To do ▸ From the entries below, please output exactly the lines starting at the one containing "const DAB_BASE_ALPHA: f32 = 50.0;" and ending at the one containing "was computed against.", both included.

Supplied records ▸
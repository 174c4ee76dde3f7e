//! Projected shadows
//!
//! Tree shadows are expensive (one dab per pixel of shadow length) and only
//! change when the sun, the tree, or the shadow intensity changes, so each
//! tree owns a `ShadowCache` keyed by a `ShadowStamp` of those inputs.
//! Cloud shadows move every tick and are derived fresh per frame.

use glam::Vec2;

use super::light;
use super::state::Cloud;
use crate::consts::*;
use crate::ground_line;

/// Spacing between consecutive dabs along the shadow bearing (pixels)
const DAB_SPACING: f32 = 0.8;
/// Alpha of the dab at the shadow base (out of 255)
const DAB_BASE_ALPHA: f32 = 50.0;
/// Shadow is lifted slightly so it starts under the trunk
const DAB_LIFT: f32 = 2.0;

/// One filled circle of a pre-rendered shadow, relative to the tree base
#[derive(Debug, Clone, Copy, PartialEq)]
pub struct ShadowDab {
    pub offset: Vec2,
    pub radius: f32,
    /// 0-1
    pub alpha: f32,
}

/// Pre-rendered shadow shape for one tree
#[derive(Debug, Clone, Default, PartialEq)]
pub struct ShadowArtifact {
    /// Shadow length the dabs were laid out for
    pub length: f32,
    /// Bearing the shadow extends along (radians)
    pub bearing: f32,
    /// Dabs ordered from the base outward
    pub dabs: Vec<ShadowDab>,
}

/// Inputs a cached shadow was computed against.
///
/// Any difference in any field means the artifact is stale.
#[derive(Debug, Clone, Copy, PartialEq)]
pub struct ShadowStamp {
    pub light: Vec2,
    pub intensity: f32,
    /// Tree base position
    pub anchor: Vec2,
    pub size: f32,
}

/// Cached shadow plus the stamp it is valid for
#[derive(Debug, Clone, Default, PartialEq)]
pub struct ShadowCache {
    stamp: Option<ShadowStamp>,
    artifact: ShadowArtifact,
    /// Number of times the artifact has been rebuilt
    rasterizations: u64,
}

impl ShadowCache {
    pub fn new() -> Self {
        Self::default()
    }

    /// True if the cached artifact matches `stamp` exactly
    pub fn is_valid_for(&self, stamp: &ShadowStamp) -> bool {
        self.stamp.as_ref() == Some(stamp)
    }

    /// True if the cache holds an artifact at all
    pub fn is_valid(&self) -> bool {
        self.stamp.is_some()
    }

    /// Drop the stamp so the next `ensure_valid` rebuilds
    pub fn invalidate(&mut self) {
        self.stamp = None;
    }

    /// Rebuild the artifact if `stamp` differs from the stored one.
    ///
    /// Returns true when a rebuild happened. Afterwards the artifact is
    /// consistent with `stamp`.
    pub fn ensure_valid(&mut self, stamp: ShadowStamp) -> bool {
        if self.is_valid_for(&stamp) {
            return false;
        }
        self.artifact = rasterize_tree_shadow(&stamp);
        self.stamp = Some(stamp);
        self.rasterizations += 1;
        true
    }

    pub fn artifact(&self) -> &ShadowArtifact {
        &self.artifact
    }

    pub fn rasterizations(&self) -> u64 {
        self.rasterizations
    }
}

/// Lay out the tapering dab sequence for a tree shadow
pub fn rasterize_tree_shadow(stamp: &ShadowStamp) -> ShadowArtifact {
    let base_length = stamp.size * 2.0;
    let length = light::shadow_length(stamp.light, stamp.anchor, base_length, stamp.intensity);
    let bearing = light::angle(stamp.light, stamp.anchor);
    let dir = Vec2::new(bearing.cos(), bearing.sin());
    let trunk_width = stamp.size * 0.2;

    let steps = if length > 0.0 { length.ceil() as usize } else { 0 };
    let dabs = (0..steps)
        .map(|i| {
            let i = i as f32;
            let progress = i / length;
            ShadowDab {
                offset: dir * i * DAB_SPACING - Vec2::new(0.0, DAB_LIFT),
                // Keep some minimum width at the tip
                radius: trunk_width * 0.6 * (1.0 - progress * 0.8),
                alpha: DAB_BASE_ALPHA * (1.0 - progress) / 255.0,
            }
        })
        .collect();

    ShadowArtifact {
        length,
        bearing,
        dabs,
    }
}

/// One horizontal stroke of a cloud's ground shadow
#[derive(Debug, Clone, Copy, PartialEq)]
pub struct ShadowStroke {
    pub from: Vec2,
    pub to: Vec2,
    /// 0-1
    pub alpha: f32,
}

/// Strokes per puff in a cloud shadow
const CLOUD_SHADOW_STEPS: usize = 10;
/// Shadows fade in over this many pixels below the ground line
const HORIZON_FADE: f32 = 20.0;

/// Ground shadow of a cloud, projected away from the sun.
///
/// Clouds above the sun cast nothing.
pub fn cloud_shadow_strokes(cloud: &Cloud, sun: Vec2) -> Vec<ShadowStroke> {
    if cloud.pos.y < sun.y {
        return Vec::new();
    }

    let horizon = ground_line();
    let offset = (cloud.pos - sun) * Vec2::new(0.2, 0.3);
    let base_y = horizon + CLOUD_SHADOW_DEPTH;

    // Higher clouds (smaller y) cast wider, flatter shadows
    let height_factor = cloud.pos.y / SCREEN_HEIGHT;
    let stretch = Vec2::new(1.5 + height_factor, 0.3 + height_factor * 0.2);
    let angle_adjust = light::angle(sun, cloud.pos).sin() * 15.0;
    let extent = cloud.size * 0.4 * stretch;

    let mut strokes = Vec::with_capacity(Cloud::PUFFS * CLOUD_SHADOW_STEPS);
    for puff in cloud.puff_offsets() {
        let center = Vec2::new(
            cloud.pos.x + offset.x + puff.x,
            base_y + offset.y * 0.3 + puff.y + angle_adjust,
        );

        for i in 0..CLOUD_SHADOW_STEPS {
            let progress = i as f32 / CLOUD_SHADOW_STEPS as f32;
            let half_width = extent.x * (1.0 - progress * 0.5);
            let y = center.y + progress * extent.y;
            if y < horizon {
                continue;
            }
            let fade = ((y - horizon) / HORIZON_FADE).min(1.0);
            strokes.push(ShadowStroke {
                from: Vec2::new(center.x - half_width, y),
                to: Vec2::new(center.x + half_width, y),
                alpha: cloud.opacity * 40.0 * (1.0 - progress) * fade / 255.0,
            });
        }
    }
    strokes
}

Solution for this exercise ▸
const DAB_BASE_ALPHA: f32 = 50.0;
/// Shadow is lifted slightly so it starts under the trunk
const DAB_LIFT: f32 = 2.0;

/// One filled circle of a pre-rendered shadow, relative to the tree base
#[derive(Debug, Clone, Copy, PartialEq)]
pub struct ShadowDab {
    pub offset: Vec2,
    pub radius: f32,
    /// 0-1
    pub alpha: f32,
}

/// Pre-rendered shadow shape for one tree
#[derive(Debug, Clone, Default, PartialEq)]
pub struct ShadowArtifact {
    /// Shadow length the dabs were laid out for
    pub length: f32,
    /// Bearing the shadow extends along (radians)
    pub bearing: f32,
    /// Dabs ordered from the base outward
    pub dabs: Vec<ShadowDab>,
}

/// Inputs a cached shadow was computed against.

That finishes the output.